[Stored data]
----------------
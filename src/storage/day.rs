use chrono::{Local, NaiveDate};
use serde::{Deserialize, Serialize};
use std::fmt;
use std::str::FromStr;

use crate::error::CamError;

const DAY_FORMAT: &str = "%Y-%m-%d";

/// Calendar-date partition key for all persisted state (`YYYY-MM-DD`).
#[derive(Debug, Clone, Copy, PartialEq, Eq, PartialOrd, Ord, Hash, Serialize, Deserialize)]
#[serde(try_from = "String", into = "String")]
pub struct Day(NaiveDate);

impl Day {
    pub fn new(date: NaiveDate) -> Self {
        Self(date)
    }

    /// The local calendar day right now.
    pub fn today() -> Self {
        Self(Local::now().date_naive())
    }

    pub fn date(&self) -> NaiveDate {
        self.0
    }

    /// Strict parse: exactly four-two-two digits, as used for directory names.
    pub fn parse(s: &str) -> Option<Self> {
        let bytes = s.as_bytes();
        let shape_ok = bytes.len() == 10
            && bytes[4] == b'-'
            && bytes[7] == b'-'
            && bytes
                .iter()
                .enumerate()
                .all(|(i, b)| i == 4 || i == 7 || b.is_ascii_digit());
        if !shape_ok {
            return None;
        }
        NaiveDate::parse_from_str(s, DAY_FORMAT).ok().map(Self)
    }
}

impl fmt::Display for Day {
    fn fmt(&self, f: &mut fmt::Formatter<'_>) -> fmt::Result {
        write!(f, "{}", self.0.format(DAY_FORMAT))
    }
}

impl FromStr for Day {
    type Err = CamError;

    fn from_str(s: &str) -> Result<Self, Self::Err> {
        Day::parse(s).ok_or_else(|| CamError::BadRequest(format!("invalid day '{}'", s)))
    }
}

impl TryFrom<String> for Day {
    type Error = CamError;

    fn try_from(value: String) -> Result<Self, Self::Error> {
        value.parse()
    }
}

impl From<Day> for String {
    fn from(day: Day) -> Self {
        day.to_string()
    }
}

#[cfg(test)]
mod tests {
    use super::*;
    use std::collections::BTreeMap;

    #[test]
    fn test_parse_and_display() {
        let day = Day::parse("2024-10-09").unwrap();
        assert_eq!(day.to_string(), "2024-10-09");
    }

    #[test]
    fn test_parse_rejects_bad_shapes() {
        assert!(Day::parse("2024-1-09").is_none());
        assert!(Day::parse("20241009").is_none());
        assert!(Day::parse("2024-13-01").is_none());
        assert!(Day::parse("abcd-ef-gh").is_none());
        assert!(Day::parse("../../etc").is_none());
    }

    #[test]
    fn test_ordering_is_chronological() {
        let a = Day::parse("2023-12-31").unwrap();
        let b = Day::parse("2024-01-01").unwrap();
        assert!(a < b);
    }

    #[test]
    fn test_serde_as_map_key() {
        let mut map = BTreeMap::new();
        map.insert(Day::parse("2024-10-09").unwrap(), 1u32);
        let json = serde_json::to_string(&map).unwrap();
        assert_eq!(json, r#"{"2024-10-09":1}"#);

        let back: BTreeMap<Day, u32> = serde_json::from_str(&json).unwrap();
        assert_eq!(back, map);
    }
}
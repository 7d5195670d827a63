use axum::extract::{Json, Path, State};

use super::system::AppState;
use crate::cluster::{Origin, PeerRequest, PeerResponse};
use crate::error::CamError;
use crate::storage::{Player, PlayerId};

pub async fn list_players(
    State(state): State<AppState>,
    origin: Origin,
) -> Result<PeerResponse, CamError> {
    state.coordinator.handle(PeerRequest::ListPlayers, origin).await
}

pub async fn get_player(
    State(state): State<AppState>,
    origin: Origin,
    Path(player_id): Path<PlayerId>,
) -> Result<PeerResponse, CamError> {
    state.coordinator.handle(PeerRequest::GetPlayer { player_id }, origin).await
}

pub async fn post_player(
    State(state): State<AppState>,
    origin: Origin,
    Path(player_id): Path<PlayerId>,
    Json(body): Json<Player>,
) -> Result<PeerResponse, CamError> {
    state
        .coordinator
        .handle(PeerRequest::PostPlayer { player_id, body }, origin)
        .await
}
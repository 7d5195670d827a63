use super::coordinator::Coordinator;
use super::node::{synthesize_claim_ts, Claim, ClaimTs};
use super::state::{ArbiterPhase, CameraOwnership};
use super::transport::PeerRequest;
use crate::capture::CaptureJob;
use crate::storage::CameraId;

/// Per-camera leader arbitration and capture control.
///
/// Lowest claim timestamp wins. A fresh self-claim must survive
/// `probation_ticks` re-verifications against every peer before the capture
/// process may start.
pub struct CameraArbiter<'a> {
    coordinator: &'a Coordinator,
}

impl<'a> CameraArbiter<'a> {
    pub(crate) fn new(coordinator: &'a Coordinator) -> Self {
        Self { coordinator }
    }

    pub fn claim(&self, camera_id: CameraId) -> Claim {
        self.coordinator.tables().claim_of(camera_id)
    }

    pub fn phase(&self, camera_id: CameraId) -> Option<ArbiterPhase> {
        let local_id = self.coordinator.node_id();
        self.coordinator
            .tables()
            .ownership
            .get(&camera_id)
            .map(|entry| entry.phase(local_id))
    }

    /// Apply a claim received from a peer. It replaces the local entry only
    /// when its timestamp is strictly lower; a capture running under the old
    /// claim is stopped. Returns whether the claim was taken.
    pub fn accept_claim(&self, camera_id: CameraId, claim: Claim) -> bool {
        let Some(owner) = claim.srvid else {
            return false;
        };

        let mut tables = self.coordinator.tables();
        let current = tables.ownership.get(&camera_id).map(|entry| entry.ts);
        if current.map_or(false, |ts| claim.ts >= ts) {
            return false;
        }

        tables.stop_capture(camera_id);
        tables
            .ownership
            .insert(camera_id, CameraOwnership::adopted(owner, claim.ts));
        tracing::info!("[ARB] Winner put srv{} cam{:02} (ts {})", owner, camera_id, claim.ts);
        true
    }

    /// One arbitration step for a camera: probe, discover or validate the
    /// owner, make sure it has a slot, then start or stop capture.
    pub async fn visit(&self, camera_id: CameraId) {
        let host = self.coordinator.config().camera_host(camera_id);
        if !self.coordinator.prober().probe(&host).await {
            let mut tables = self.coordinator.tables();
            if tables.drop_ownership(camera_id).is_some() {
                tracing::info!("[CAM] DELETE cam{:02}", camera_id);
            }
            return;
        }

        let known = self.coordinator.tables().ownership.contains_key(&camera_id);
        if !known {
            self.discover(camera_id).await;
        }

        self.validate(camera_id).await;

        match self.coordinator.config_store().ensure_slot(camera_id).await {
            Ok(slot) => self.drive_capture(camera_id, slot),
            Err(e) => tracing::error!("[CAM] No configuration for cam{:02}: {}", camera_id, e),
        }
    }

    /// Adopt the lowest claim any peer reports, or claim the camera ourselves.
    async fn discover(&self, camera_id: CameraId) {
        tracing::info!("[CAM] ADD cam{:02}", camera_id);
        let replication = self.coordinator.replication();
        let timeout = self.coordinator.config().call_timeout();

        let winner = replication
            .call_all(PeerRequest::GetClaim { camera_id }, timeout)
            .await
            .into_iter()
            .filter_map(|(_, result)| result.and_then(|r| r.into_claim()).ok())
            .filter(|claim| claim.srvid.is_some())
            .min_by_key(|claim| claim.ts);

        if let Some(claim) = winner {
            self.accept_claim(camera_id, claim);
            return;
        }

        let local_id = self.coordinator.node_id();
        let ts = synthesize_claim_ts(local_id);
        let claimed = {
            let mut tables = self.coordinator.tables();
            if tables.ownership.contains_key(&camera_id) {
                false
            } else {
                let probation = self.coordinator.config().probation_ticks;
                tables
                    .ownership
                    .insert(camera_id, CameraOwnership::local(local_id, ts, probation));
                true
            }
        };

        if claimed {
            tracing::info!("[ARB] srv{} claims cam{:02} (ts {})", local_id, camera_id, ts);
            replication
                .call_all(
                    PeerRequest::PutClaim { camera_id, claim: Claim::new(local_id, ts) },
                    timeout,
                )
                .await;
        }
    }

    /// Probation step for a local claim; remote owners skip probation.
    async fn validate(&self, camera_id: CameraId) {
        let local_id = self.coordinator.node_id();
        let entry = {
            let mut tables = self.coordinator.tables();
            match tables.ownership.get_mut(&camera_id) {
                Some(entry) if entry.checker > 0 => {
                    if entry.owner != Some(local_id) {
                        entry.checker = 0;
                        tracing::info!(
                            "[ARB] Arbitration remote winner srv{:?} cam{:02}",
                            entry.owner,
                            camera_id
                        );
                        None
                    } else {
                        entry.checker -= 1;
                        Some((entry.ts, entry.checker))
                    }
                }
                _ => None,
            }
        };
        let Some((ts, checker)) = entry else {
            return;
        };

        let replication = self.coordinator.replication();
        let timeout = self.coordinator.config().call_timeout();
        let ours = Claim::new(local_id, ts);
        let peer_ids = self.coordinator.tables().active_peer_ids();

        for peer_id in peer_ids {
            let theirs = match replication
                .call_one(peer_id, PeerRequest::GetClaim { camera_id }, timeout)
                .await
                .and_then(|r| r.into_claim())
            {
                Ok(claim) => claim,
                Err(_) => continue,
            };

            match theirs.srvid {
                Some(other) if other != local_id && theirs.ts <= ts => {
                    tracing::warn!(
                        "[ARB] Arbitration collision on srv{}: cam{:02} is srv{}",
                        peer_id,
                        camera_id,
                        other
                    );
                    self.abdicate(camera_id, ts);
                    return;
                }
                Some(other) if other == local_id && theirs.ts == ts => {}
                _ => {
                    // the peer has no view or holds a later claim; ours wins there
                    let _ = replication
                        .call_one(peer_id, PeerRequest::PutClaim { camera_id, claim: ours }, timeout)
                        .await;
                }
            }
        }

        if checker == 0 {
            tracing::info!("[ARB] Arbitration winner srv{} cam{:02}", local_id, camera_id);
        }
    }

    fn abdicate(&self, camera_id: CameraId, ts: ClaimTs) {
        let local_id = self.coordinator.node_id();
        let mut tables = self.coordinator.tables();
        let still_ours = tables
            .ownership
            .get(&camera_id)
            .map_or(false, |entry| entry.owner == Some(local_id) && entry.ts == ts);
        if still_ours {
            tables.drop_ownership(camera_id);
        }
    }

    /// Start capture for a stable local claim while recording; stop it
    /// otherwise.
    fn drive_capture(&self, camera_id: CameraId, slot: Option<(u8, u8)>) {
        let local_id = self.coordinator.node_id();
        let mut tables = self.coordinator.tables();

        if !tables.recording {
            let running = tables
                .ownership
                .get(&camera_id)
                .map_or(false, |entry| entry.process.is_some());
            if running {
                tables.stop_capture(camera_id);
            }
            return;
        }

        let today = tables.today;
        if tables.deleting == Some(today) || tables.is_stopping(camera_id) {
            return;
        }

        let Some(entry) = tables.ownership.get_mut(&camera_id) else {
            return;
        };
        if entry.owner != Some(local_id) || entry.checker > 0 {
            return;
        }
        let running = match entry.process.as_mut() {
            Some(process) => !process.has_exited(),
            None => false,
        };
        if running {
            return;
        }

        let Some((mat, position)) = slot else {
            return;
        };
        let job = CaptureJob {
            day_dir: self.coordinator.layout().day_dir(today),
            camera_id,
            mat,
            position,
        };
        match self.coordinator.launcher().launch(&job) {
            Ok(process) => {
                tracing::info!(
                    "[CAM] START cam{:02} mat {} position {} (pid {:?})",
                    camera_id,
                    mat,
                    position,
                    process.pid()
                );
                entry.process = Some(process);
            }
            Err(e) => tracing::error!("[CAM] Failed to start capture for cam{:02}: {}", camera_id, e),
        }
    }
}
----------------
**Work task**
Transcribe only the lines from the beginning of the entries to the line with "let shape_ok = bytes.len() == 10", inclusive, exactly as written.

**Written answer**
filename src/storage/day.rs
use chrono::{Local, NaiveDate};
use serde::{Deserialize, Serialize};
use std::fmt;
use std::str::FromStr;

use crate::error::CamError;

const DAY_FORMAT: &str = "%Y-%m-%d";

/// Calendar-date partition key for all persisted state (`YYYY-MM-DD`).
#[derive(Debug, Clone, Copy, PartialEq, Eq, PartialOrd, Ord, Hash, Serialize, Deserialize)]
#[serde(try_from = "String", into = "String")]
pub struct Day(NaiveDate);

impl Day {
    pub fn new(date: NaiveDate) -> Self {
        Self(date)
    }

    /// The local calendar day right now.
    pub fn today() -> Self {
        Self(Local::now().date_naive())
    }

    pub fn date(&self) -> NaiveDate {
        self.0
    }

    /// Strict parse: exactly four-two-two digits, as used for directory names.
    pub fn parse(s: &str) -> Option<Self> {
        let bytes = s.as_bytes();
        let shape_ok = bytes.len() == 10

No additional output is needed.